Special Issue "Symmetry in Ordinary and Partial Differential Equations and Applications"

A special issue of Symmetry (ISSN 2073-8994). This special issue belongs to the section "Mathematics and Symmetry/Asymmetry".

Deadline for manuscript submissions: 30 June 2022 | Viewed by 11764

Special Issue Editor

Dr. Calogero Vetro
E-Mail Website
Guest Editor
Department of Mathematics and Computer Science, University of Palermo, Via Archirafi 34, I-90123 Palermo, Italy
Interests: difference equations; flow invariance; nonlinear regularity theory; ordinary; differential equations; partial differential equations; reduction methods; symmetry operators; weak symmetries
Special Issues, Collections and Topics in MDPI journals

Special Issue Information

Dear Colleagues,

Ordinary and partial differential equations are universally recognized as powerful tools to model and solve practical problems involving nonlinear phenomena. In particular, we mention physical processes as problems in elasticity theory, where we deal with composites made of two different materials with different hardening exponents.

Therefore, the theory of differential equations has been successfully applied to establish the existence and multiplicity of solutions of boundary value problems via direct methods, minimax theorems, variational methods, and topological methods. If possible, one looks to solutions in special forms by using the symmetries of the driving equation.

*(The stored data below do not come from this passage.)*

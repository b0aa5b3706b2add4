//! Bearer token authentication for inbound API requests.

use std::sync::atomic::{AtomicBool, Ordering};
use std::sync::{Arc, OnceLock};

use axum::http::{HeaderMap, header};
use regex::Regex;
use url::form_urlencoded;

use crate::error::{OAuthError, OAuthResult};
use crate::identity::IdentityId;
use crate::models::AccessToken;
use crate::registry::ClientRegistry;
use crate::tokens::TokenStore;

/// The resolved credential of an authenticated request.
#[derive(Debug, Clone)]
pub struct Authenticated {
    pub identity: IdentityId,
    pub token: AccessToken,
}

/// Outcome of [`authenticate`].
#[derive(Debug, Clone)]
pub enum Authentication {
    Authenticated(Authenticated),
    /// No credential was presented, so another mechanism may decide.
    NoOpinion,
}

/// Request-scoped lock against resolving a token while already resolving one.
#[derive(Debug, Clone, Default)]
pub struct AuthenticationGuard {
    resolving: Arc<AtomicBool>,
}

impl AuthenticationGuard {
    #[must_use]
    pub fn new() -> Self {
        Self::default()
    }

    /// Enter the guarded section. Returns `None` if it is already held.
    #[must_use]
    pub fn enter(&self) -> Option<GuardScope<'_>> {
        self.resolving
            .compare_exchange(false, true, Ordering::AcqRel, Ordering::Acquire)
            .ok()
            .map(|_| GuardScope { guard: self })
    }

    #[must_use]
    pub fn is_resolving(&self) -> bool {
        self.resolving.load(Ordering::Acquire)
    }
}

/// Releases the guard when dropped.
#[derive(Debug)]
pub struct GuardScope<'a> {
    guard: &'a AuthenticationGuard,
}

impl Drop for GuardScope<'_> {
    fn drop(&mut self) {
        self.guard.resolving.store(false, Ordering::Release);
    }
}

fn bearer_regex() -> Option<&'static Regex> {
    static BEARER_REGEX: OnceLock<Option<Regex>> = OnceLock::new();
    BEARER_REGEX.get_or_init(|| Regex::new(r"Bearer ([a-zA-Z0-9\-._~+/=]+)").ok()).as_ref()
}

/// Token from an `Authorization: Bearer ...` value.
#[must_use]
pub fn bearer_from_header(value: &str) -> Option<&str> {
    bearer_regex()?.captures(value.trim())?.get(1).map(|m| m.as_str())
}

/// Find the presented token: the Authorization header first, then the
/// `access_token` query parameter.
#[must_use]
pub fn extract_token(headers: &HeaderMap, query: Option<&str>) -> Option<String> {
    let from_header = headers
        .get(header::AUTHORIZATION)
        .and_then(|v| v.to_str().ok())
        .and_then(bearer_from_header);
    if let Some(token) = from_header {
        return Some(token.to_owned());
    }

    let token = form_urlencoded::parse(query?.as_bytes())
        .find(|(key, _)| key == "access_token")
        .map(|(_, value)| value.into_owned())
        .filter(|value| !value.is_empty())?;
    tracing::warn!("Access token passed in the query string; use the Authorization header");
    Some(token)
}

/// Resolve the request's bearer token to an identity.
///
/// Unknown tokens and tokens whose client no longer exists are `InvalidToken`.
pub async fn authenticate(
    registry: &ClientRegistry,
    tokens: &TokenStore,
    headers: &HeaderMap,
    query: Option<&str>,
    guard: &AuthenticationGuard,
) -> OAuthResult<Authentication> {
    let Some(key) = extract_token(headers, query) else {
        return Ok(Authentication::NoOpinion);
    };
    let Some(_scope) = guard.enter() else {
        return Ok(Authentication::NoOpinion);
    };

    let token = match tokens.get_access_token(&key).await {
        Ok(token) => token,
        Err(OAuthError::TokenNotFound) => {
            tracing::warn!("Rejected unknown bearer token");
            return Err(OAuthError::InvalidToken);
        }
        Err(e) => return Err(e),
    };

    if registry.find(&token.client_id).await?.is_none() {
        tracing::warn!(client_id = %token.client_id, "Rejected token of a deleted client");
        return Err(OAuthError::InvalidToken);
    }

    Ok(Authentication::Authenticated(Authenticated { identity: token.identity.clone(), token }))
}
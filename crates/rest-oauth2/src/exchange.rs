//! Authorization code exchange behind the token endpoint.

use std::collections::BTreeMap;

use serde::{Deserialize, Serialize};

use crate::error::{OAuthError, OAuthResult};
use crate::redirect;
use crate::registry::ClientRegistry;
use crate::tokens::TokenStore;

/// The only grant the token endpoint accepts.
pub const GRANT_AUTHORIZATION_CODE: &str = "authorization_code";

/// Form body of a token request.
#[derive(Debug, Clone, Default, Deserialize)]
pub struct TokenRequest {
    pub grant_type: Option<String>,
    pub client_id: Option<String>,
    pub client_secret: Option<String>,
    pub code: Option<String>,
    pub code_verifier: Option<String>,
    /// Must match the code's redirect URI when present.
    pub redirect_uri: Option<String>,
}

/// Client credentials taken from HTTP Basic authentication.
#[derive(Clone)]
pub struct ClientCredentials {
    pub client_id: String,
    pub client_secret: String,
}

impl std::fmt::Debug for ClientCredentials {
    fn fmt(&self, f: &mut std::fmt::Formatter<'_>) -> std::fmt::Result {
        f.debug_struct("ClientCredentials").field("client_id", &self.client_id).finish()
    }
}

/// Successful token response body.
#[derive(Debug, Clone, PartialEq, Eq, Serialize)]
pub struct TokenResponse {
    pub access_token: String,
    pub token_type: &'static str,
}

/// Exchange an authorization code for an access token.
///
/// Basic credentials take precedence over `client_id`/`client_secret` in the body.
pub async fn exchange(
    registry: &ClientRegistry,
    tokens: &TokenStore,
    request: TokenRequest,
    basic: Option<ClientCredentials>,
) -> OAuthResult<TokenResponse> {
    match non_empty(request.grant_type) {
        Some(grant) if grant == GRANT_AUTHORIZATION_CODE => {}
        Some(grant) => return Err(OAuthError::UnsupportedGrantType(grant)),
        None => return Err(OAuthError::MissingParameter("grant_type")),
    }

    let (client_id, client_secret) = match basic {
        Some(creds) => (Some(creds.client_id), Some(creds.client_secret)),
        None => (request.client_id, request.client_secret),
    };
    let client_id = non_empty(client_id).ok_or(OAuthError::MissingParameter("client_id"))?;
    let code = non_empty(request.code).ok_or(OAuthError::MissingParameter("code"))?;

    let client = registry
        .find(&client_id)
        .await?
        .filter(|c| !c.is_personal())
        .ok_or_else(|| OAuthError::InvalidClient(client_id.clone()))?;

    if client.requires_secret() {
        let Some(secret) = non_empty(client_secret) else {
            return Err(OAuthError::SecretRequired);
        };
        if !ClientRegistry::check_secret(&client, &secret) {
            tracing::warn!(client_id = %client.id, "Rejected client secret");
            return Err(OAuthError::InvalidSecret);
        }
    }

    let redeemed = tokens.redeem(&client, &code).await?;

    let issued_for = std::slice::from_ref(&redeemed.redirect_uri);
    if non_empty(request.redirect_uri).is_some_and(|uri| !redirect::matches_any(issued_for, &uri)) {
        tracing::warn!(client_id = %client.id, "Rejected mismatched redirect URI");
        return Err(OAuthError::RedirectUriMismatch);
    }

    if let Some(pkce) = &redeemed.pkce {
        let Some(verifier) = non_empty(request.code_verifier) else {
            return Err(OAuthError::MissingCodeVerifier);
        };
        if !pkce.verify(&verifier) {
            tracing::warn!(client_id = %client.id, method = %pkce.method, "Rejected code verifier");
            return Err(OAuthError::InvalidCodeVerifier);
        }
    }

    let token = tokens.create_access_token(&client, &redeemed.identity, BTreeMap::new()).await?;
    Ok(TokenResponse { access_token: token.key, token_type: "bearer" })
}

fn non_empty(value: Option<String>) -> Option<String> {
    value.filter(|v| !v.is_empty())
}
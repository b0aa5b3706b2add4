//! Authorization endpoint handlers.

use std::sync::Arc;

use axum::{
    Form, Json,
    extract::{Query, State},
    http::{HeaderMap, StatusCode, Uri, header},
    response::{Html, IntoResponse, Response},
};
use serde::Deserialize;

use super::pages;
use super::transport::{AUTHORIZE_ACTION, HttpState};
use crate::error::OAuthError;
use crate::grant::{AuthorizationOutcome, AuthorizationRequest, DecisionForm};

/// Query string of `/oauth2/login`.
#[derive(Debug, Deserialize)]
pub struct LoginQuery {
    pub action: Option<String>,
    #[serde(flatten)]
    pub request: AuthorizationRequest,
}

/// `GET /oauth2/login?action=oauth2_authorize`
pub async fn handle_login_get(
    State(state): State<Arc<HttpState>>,
    uri: Uri,
    headers: HeaderMap,
    Query(query): Query<LoginQuery>,
) -> Response {
    authorize(&state, &uri, &headers, &query, None).await
}

/// `POST /oauth2/login?action=oauth2_authorize`
///
/// Carries the resource owner's decision in the form body.
pub async fn handle_login_post(
    State(state): State<Arc<HttpState>>,
    uri: Uri,
    headers: HeaderMap,
    Query(query): Query<LoginQuery>,
    Form(form): Form<DecisionForm>,
) -> Response {
    authorize(&state, &uri, &headers, &query, Some(&form)).await
}

async fn authorize(
    state: &HttpState,
    uri: &Uri,
    headers: &HeaderMap,
    query: &LoginQuery,
    form: Option<&DecisionForm>,
) -> Response {
    if query.action.as_deref() != Some(AUTHORIZE_ACTION) {
        return error_page(&OAuthError::InvalidAction);
    }

    let grant = query
        .request
        .response_type
        .as_deref()
        .and_then(|response_type| state.grants.for_response_type(response_type));
    let Some(grant) = grant else {
        return error_page(&OAuthError::InvalidResponseType);
    };

    let request_url =
        state.config.url_for(uri.path_and_query().map_or(uri.path(), |pq| pq.as_str()));
    let login_url = state.session.login_url(&request_url);
    let identity = state.session.current_identity(headers);

    let outcome = grant
        .handle_authorization_request(&state.ctx, &query.request, form, identity.as_ref(), &login_url)
        .await;

    match outcome {
        Ok(AuthorizationOutcome::Redirect(location)) => found(&location),
        Ok(AuthorizationOutcome::LoginRequired(location)) => {
            tracing::debug!("Authorization requires login");
            found(&location)
        }
        Ok(AuthorizationOutcome::RenderForm(pending)) => {
            let principal_name = match &identity {
                Some(id) => match state.ctx.tokens.identities().resolve(id).await {
                    Some(principal) => principal.display_name,
                    None => id.to_string(),
                },
                None => String::new(),
            };
            let action_url = uri.path_and_query().map_or(uri.path(), |pq| pq.as_str());
            Html(pages::render_authorize_page(&pending, &principal_name, action_url))
                .into_response()
        }
        Err(e) => {
            if e.is_client_error() {
                tracing::warn!(code = e.code(), "Authorization request rejected");
            }
            error_page(&e)
        }
    }
}

/// `GET /oauth2/authorize`
///
/// Forward to the login-bound authorization endpoint with the same query.
pub async fn handle_authorize_redirect(State(state): State<Arc<HttpState>>, uri: Uri) -> Response {
    let mut url = state.authorization_url();
    if let Some(query) = uri.query().filter(|q| !q.is_empty()) {
        url.push('&');
        url.push_str(query);
    }
    (StatusCode::FOUND, [(header::LOCATION, url.clone())], Json(serde_json::json!({ "url": url })))
        .into_response()
}

fn found(location: &str) -> Response {
    (StatusCode::FOUND, [(header::LOCATION, location.to_owned())]).into_response()
}

fn error_page(error: &OAuthError) -> Response {
    let status = error.status();
    if status.is_server_error() {
        tracing::error!(error = %error, "Authorization request failed");
    }
    (status, Html(pages::render_error_page(error.code(), &error.to_string()))).into_response()
}
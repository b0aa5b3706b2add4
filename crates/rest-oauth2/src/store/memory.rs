//! In-memory store following the `SessionManager` pattern.

use std::collections::{BTreeSet, HashMap};
use std::sync::Arc;

use chrono::{DateTime, Utc};
use tokio::sync::RwLock;

use super::{ClientEdit, Store, StoreResult};
use crate::error::{OAuthResult, StoreError};
use crate::identity::IdentityId;
use crate::models::{AccessToken, AuthorizationCode, Client};

/// Codes are scoped by `(client_id, code)`.
type CodeKey = (String, String);

/// Tokens and their owner index live under one lock so a token is never
/// visible without its index entry.
#[derive(Default)]
struct TokenTable {
    by_key: HashMap<String, AccessToken>,
    by_identity: HashMap<IdentityId, BTreeSet<String>>,
}

impl TokenTable {
    fn remove(&mut self, key: &str) -> Option<AccessToken> {
        let token = self.by_key.remove(key)?;
        if let Some(keys) = self.by_identity.get_mut(&token.identity) {
            keys.remove(key);
            if keys.is_empty() {
                self.by_identity.remove(&token.identity);
            }
        }
        Some(token)
    }
}

/// Process-local storage engine.
#[derive(Clone, Default)]
pub struct MemoryStore {
    clients: Arc<RwLock<HashMap<String, Client>>>,
    codes: Arc<RwLock<HashMap<CodeKey, AuthorizationCode>>>,
    tokens: Arc<RwLock<TokenTable>>,
}

impl MemoryStore {
    #[must_use]
    pub fn new() -> Self {
        Self::default()
    }

    fn code_key(client_id: &str, code: &str) -> CodeKey {
        (client_id.to_owned(), code.to_owned())
    }
}

impl std::fmt::Debug for MemoryStore {
    fn fmt(&self, f: &mut std::fmt::Formatter<'_>) -> std::fmt::Result {
        f.debug_struct("MemoryStore").finish()
    }
}

#[async_trait::async_trait]
impl Store for MemoryStore {
    async fn insert_client(&self, client: Client) -> StoreResult<()> {
        let mut clients = self.clients.write().await;
        if clients.contains_key(&client.id) {
            return Err(StoreError::conflict("client"));
        }
        clients.insert(client.id.clone(), client);
        Ok(())
    }

    async fn modify_client(&self, id: &str, edit: ClientEdit) -> OAuthResult<Client> {
        let mut clients = self.clients.write().await;
        let Some(slot) = clients.get_mut(id) else {
            return Err(StoreError::missing("client").into());
        };
        let mut updated = slot.clone();
        edit(&mut updated)?;
        *slot = updated.clone();
        Ok(updated)
    }

    async fn get_client(&self, id: &str) -> StoreResult<Option<Client>> {
        Ok(self.clients.read().await.get(id).cloned())
    }

    async fn list_clients(&self) -> StoreResult<Vec<Client>> {
        let mut clients: Vec<Client> = self.clients.read().await.values().cloned().collect();
        clients.sort_by(|a, b| a.created_at.cmp(&b.created_at).then_with(|| a.id.cmp(&b.id)));
        Ok(clients)
    }

    async fn remove_client(&self, id: &str) -> StoreResult<bool> {
        let mut clients = self.clients.write().await;
        if clients.remove(id).is_none() {
            return Ok(false);
        }
        // Codes go with the client while its lock is held.
        self.codes.write().await.retain(|(client_id, _), _| client_id != id);
        Ok(true)
    }

    async fn insert_code(&self, code: AuthorizationCode) -> StoreResult<()> {
        let mut codes = self.codes.write().await;
        let key = Self::code_key(&code.client_id, &code.code);
        if codes.contains_key(&key) {
            return Err(StoreError::conflict("authorization code"));
        }
        codes.insert(key, code);
        Ok(())
    }

    async fn get_code(&self, client_id: &str, code: &str) -> StoreResult<Option<AuthorizationCode>> {
        Ok(self.codes.read().await.get(&Self::code_key(client_id, code)).cloned())
    }

    async fn take_code(
        &self,
        client_id: &str,
        code: &str,
    ) -> StoreResult<Option<AuthorizationCode>> {
        Ok(self.codes.write().await.remove(&Self::code_key(client_id, code)))
    }

    async fn purge_expired_codes(&self, now: DateTime<Utc>) -> StoreResult<usize> {
        let mut codes = self.codes.write().await;
        let before = codes.len();
        codes.retain(|_, code| !code.is_expired_at(now));
        Ok(before - codes.len())
    }

    async fn insert_token(&self, token: AccessToken) -> StoreResult<()> {
        let mut tokens = self.tokens.write().await;
        if tokens.by_key.contains_key(&token.key) {
            return Err(StoreError::conflict("access token"));
        }
        tokens.by_identity.entry(token.identity.clone()).or_default().insert(token.key.clone());
        tokens.by_key.insert(token.key.clone(), token);
        Ok(())
    }

    async fn get_token(&self, key: &str) -> StoreResult<Option<AccessToken>> {
        Ok(self.tokens.read().await.by_key.get(key).cloned())
    }

    async fn tokens_for_identity(&self, identity: &IdentityId) -> StoreResult<Vec<AccessToken>> {
        let tokens = self.tokens.read().await;
        let mut found: Vec<AccessToken> = tokens
            .by_identity
            .get(identity)
            .into_iter()
            .flatten()
            .filter_map(|key| tokens.by_key.get(key).cloned())
            .collect();
        found.sort_by(|a, b| a.created_at.cmp(&b.created_at));
        Ok(found)
    }

    async fn remove_token(&self, key: &str) -> StoreResult<bool> {
        Ok(self.tokens.write().await.remove(key).is_some())
    }

    async fn remove_tokens_for_client(&self, client_id: &str) -> StoreResult<usize> {
        let mut tokens = self.tokens.write().await;
        let keys: Vec<String> = tokens
            .by_key
            .values()
            .filter(|t| t.client_id == client_id)
            .map(|t| t.key.clone())
            .collect();
        for key in &keys {
            tokens.remove(key);
        }
        Ok(keys.len())
    }
}
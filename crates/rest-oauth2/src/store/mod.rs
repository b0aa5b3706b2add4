//! Persistence interface for clients, codes and tokens.
//!
//! The protocol engine talks to storage only through [`Store`]. Implementations
//! must honour three contracts:
//! - `take_code` is a single remove-and-return, so a code cannot be redeemed twice;
//! - `insert_token` never overwrites an existing key;
//! - `get_token` is a point lookup by key, independent of how many identities exist;
//! - `modify_client` edits the current record under the store's lock.

mod memory;

pub use memory::MemoryStore;

use chrono::{DateTime, Utc};

use crate::error::{OAuthResult, StoreError};
use crate::identity::IdentityId;
use crate::models::{AccessToken, AuthorizationCode, Client};

/// Result type alias for store operations.
pub type StoreResult<T> = Result<T, StoreError>;

/// In-place edit of a stored client. An error leaves the record untouched.
pub type ClientEdit = Box<dyn FnOnce(&mut Client) -> OAuthResult<()> + Send>;

#[async_trait::async_trait]
pub trait Store: Send + Sync {
    /// Insert a new client. Fails with `Conflict` if the id is taken.
    async fn insert_client(&self, client: Client) -> StoreResult<()>;

    /// Apply `edit` to the current record and return the result. Fails with
    /// `Missing` if absent.
    async fn modify_client(&self, id: &str, edit: ClientEdit) -> OAuthResult<Client>;

    async fn get_client(&self, id: &str) -> StoreResult<Option<Client>>;

    async fn list_clients(&self) -> StoreResult<Vec<Client>>;

    /// Remove a client and every authorization code scoped to it.
    async fn remove_client(&self, id: &str) -> StoreResult<bool>;

    /// Insert a new code. Fails with `Conflict` on a duplicate.
    async fn insert_code(&self, code: AuthorizationCode) -> StoreResult<()>;

    async fn get_code(&self, client_id: &str, code: &str) -> StoreResult<Option<AuthorizationCode>>;

    /// Remove a code and return it, in one step.
    async fn take_code(&self, client_id: &str, code: &str)
    -> StoreResult<Option<AuthorizationCode>>;

    /// Drop codes that expired before `now`. Returns how many were removed.
    async fn purge_expired_codes(&self, now: DateTime<Utc>) -> StoreResult<usize>;

    /// Insert a new token. Fails with `Conflict` if the key is taken.
    async fn insert_token(&self, token: AccessToken) -> StoreResult<()>;

    async fn get_token(&self, key: &str) -> StoreResult<Option<AccessToken>>;

    async fn tokens_for_identity(&self, identity: &IdentityId) -> StoreResult<Vec<AccessToken>>;

    async fn remove_token(&self, key: &str) -> StoreResult<bool>;

    /// Remove every token issued through a client. Returns how many were removed.
    async fn remove_tokens_for_client(&self, client_id: &str) -> StoreResult<usize>;
}
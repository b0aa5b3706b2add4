#![no_main]

use libfuzzer_sys::fuzz_target;
use rest_oauth2::redirect::{matches_any, validate_registration};

fuzz_target!(|data: &[u8]| {
    let Ok(input) = std::str::from_utf8(data) else {
        return;
    };
    // First line is the registered URI, the rest the candidate
    let (registered, candidate) = input.split_once('\n').unwrap_or((input, input));
    if validate_registration(registered).is_ok() {
        let registered = vec![registered.to_owned()];
        let _ = matches_any(&registered, candidate);
    }
});
//! The authorization request state machine shared by all grants.

use url::Url;
use url::form_urlencoded;

use super::{
    AuthorizationOutcome, AuthorizationRequest, DecisionForm, Delivery, GrantContext, GrantType,
    PendingAuthorization, RedirectArgs, ValidatedRequest,
};
use crate::error::{OAuthError, OAuthResult};
use crate::identity::IdentityId;
use crate::models::Client;
use crate::nonce;
use crate::pkce::CodeChallenge;
use crate::registry::ClientRegistry;

const ACTION_AUTHORIZE: &str = "authorize";
const ACTION_CANCEL: &str = "cancel";

pub(super) async fn run<G: GrantType + ?Sized>(
    grant: &G,
    ctx: &GrantContext,
    request: &AuthorizationRequest,
    form: Option<&DecisionForm>,
    identity: Option<&IdentityId>,
    login_url: &str,
) -> OAuthResult<AuthorizationOutcome> {
    let client_id = non_empty(request.client_id.as_deref()).ok_or(OAuthError::MissingClientId)?;
    let client = ctx
        .registry
        .find(client_id)
        .await?
        .ok_or_else(|| OAuthError::InvalidClientId(client_id.to_owned()))?;
    if !client.is_active() {
        return Err(OAuthError::UnapprovedClient(client.id));
    }

    let redirect_uri = resolve_redirect_uri(&client, request.redirect_uri.as_deref())?;
    let state = non_empty(request.state.as_deref()).map(str::to_owned);

    let pkce = match CodeChallenge::from_request(
        request.code_challenge.as_deref(),
        request.code_challenge_method.as_deref(),
        ctx.force_pkce,
    ) {
        Ok(pkce) => pkce,
        Err(e) => {
            tracing::warn!(client_id = %client.id, error = %e, "Rejected PKCE parameters");
            let args = vec![
                ("error".to_owned(), "invalid_request".to_owned()),
                ("error_description".to_owned(), e.to_string()),
            ];
            let location = finish(grant, ctx, &client, &redirect_uri, args, state.as_deref())?;
            return Ok(AuthorizationOutcome::Redirect(location));
        }
    };

    let validated = ValidatedRequest {
        response_type: grant.response_type_code().to_owned(),
        redirect_uri,
        scope: request.scope.clone(),
        state,
        pkce,
    };

    let Some(identity) = identity else {
        return Ok(AuthorizationOutcome::LoginRequired(login_url.to_owned()));
    };

    let action = nonce::authorize_action(grant.response_type_code(), &client.id);
    let Some(submitted) = form.and_then(|f| non_empty(f.nonce.as_deref())) else {
        let nonce = ctx.nonces.create(&action, identity);
        return Ok(AuthorizationOutcome::RenderForm(PendingAuthorization {
            client,
            request: validated,
            nonce,
        }));
    };

    if !ctx.nonces.verify(submitted, &action, identity) {
        tracing::warn!(client_id = %client.id, identity = %identity, "Rejected authorization nonce");
        return Err(OAuthError::InvalidNonce);
    }

    let args = match form.and_then(|f| f.action.as_deref()) {
        Some(ACTION_AUTHORIZE) => grant.approve(ctx, &client, identity, &validated).await?,
        Some(ACTION_CANCEL) => {
            tracing::info!(client_id = %client.id, identity = %identity, "Authorization denied");
            vec![("error".to_owned(), "access_denied".to_owned())]
        }
        _ => return Err(OAuthError::InvalidAction),
    };

    let location =
        finish(grant, ctx, &client, &validated.redirect_uri, args, validated.state.as_deref())?;
    Ok(AuthorizationOutcome::Redirect(location))
}

/// Use the supplied redirect URI if registered, else the only registered one.
fn resolve_redirect_uri(client: &Client, supplied: Option<&str>) -> OAuthResult<String> {
    match non_empty(supplied) {
        Some(uri) if ClientRegistry::check_redirect_uri(client, uri) => Ok(uri.to_owned()),
        Some(_) => Err(OAuthError::InvalidRedirectUri),
        None => match client.redirect_uris.as_slice() {
            [only] => Ok(only.clone()),
            _ => Err(OAuthError::MissingRedirectUri),
        },
    }
}

fn finish<G: GrantType + ?Sized>(
    grant: &G,
    ctx: &GrantContext,
    client: &Client,
    redirect_uri: &str,
    mut args: RedirectArgs,
    state: Option<&str>,
) -> OAuthResult<String> {
    if let Some(state) = state {
        args.push(("state".to_owned(), state.to_owned()));
    }
    for transformer in &ctx.transformers {
        transformer.transform(grant.name(), client, &mut args);
    }
    build_redirect(redirect_uri, grant.delivery(), &args)
}

/// Append `args` to `redirect_uri` in the query or the fragment.
pub(super) fn build_redirect(
    redirect_uri: &str,
    delivery: Delivery,
    args: &[(String, String)],
) -> OAuthResult<String> {
    let mut url = Url::parse(redirect_uri).map_err(|_| OAuthError::InvalidRedirectUri)?;
    match delivery {
        Delivery::Query => {
            url.query_pairs_mut().extend_pairs(args);
        }
        Delivery::Fragment => {
            let fragment = form_urlencoded::Serializer::new(String::new()).extend_pairs(args).finish();
            url.set_fragment(Some(&fragment));
        }
    }
    Ok(url.into())
}

fn non_empty(value: Option<&str>) -> Option<&str> {
    value.filter(|v| !v.is_empty())
}
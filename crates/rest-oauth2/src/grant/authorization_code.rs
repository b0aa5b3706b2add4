//! `response_type=code`: redirect with a single-use authorization code.

use super::{Delivery, GrantContext, GrantType, RedirectArgs, ValidatedRequest};
use crate::error::OAuthResult;
use crate::identity::IdentityId;
use crate::models::Client;

#[derive(Debug, Clone, Copy, Default)]
pub struct AuthorizationCodeGrant;

#[async_trait::async_trait]
impl GrantType for AuthorizationCodeGrant {
    fn name(&self) -> &'static str {
        "authorization_code"
    }

    fn response_type_code(&self) -> &'static str {
        "code"
    }

    fn delivery(&self) -> Delivery {
        Delivery::Query
    }

    async fn approve(
        &self,
        ctx: &GrantContext,
        client: &Client,
        identity: &IdentityId,
        request: &ValidatedRequest,
    ) -> OAuthResult<RedirectArgs> {
        let code = ctx
            .tokens
            .create_authorization_code(client, identity, &request.redirect_uri, request.pkce.clone())
            .await?;
        Ok(vec![("code".to_owned(), code.code)])
    }
}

This also leads to the study of the difference counterparts of such equations to provide exact or approximate solutions. We mention the reduction methods for establishing exact solutions as solutions of lower-dimensional equations. The methods of symmetrization are a key tool in obtaining a priori estimates of solutions to various classes of differential equations, provided that both the involved functions and the data of the problem admit some partial or fully symmetries on the framework space. In particular, comparison principles and method of moving planes up to a critical position, deserve further investigation to prove spherical or axial symmetry results for positive solutions.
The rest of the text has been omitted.